PROBLEM TO WORK ON: Please report every line of the listing below that has the word "crate" in it.

* * * * * * * * *

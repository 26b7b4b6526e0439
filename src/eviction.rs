//! Age-based retirement of pooled resources

use crate::config::PoolConfiguration;
use std::time::{Duration, Instant};

/// Eviction policy for pooled resources
///
/// # Examples
///
/// ```
/// use resource_pool::{EvictionPolicy, PoolConfiguration};
/// use std::time::Duration;
///
/// let config = PoolConfiguration::new()
///     .with_ttl(Duration::from_secs(3600));
///
/// // Resources are closed instead of reused once they are an hour old
/// assert!(matches!(EvictionPolicy::from_config(&config), EvictionPolicy::TimeToLive(_)));
/// ```
#[derive(Debug, Clone, Copy, Default, PartialEq, Eq)]
pub enum EvictionPolicy {
    /// No eviction
    #[default]
    None,

    /// Time-to-live: resources expire a fixed duration after creation
    TimeToLive(Duration),

    /// Idle timeout: resources expire after sitting in the free set too long
    IdleTimeout(Duration),

    /// Combined: TTL or idle timeout
    Combined {
        ttl: Duration,
        idle_timeout: Duration,
    },
}

impl EvictionPolicy {
    pub fn from_config(config: &PoolConfiguration) -> Self {
        match (config.time_to_live, config.idle_timeout) {
            (Some(ttl), Some(idle_timeout)) => EvictionPolicy::Combined { ttl, idle_timeout },
            (Some(ttl), None) => EvictionPolicy::TimeToLive(ttl),
            (None, Some(idle)) => EvictionPolicy::IdleTimeout(idle),
            (None, None) => EvictionPolicy::None,
        }
    }

    fn ttl(&self) -> Option<Duration> {
        match *self {
            EvictionPolicy::TimeToLive(ttl) | EvictionPolicy::Combined { ttl, .. } => Some(ttl),
            _ => None,
        }
    }
}

/// Lifecycle timestamps carried by every pooled resource
#[derive(Debug, Clone, Copy)]
pub(crate) struct ResourceMetadata {
    pub created_at: Instant,
    pub last_used: Instant,
}

impl ResourceMetadata {
    pub fn new() -> Self {
        let now = Instant::now();
        Self {
            created_at: now,
            last_used: now,
        }
    }

    pub fn touch(&mut self) {
        self.last_used = Instant::now();
    }

    pub fn age(&self) -> Duration {
        self.created_at.elapsed()
    }

    /// Whether an idle resource should be closed rather than handed out
    pub fn is_expired(&self, policy: &EvictionPolicy) -> bool {
        match policy {
            EvictionPolicy::None => false,
            EvictionPolicy::TimeToLive(ttl) => self.created_at.elapsed() > *ttl,
            EvictionPolicy::IdleTimeout(timeout) => self.last_used.elapsed() > *timeout,
            EvictionPolicy::Combined { ttl, idle_timeout } => {
                self.created_at.elapsed() > *ttl || self.last_used.elapsed() > *idle_timeout
            }
        }
    }

    /// Whether a resource coming back from a caller is past its lifetime.
    /// Idle time does not apply here since the resource was just in use.
    pub fn is_past_ttl(&self, policy: &EvictionPolicy) -> bool {
        policy.ttl().is_some_and(|ttl| self.created_at.elapsed() > ttl)
    }
}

* * * * * * * * *

SOLUTION FOR THIS PROBLEM:
use crate::config::PoolConfiguration;
pub(crate) struct ResourceMetadata {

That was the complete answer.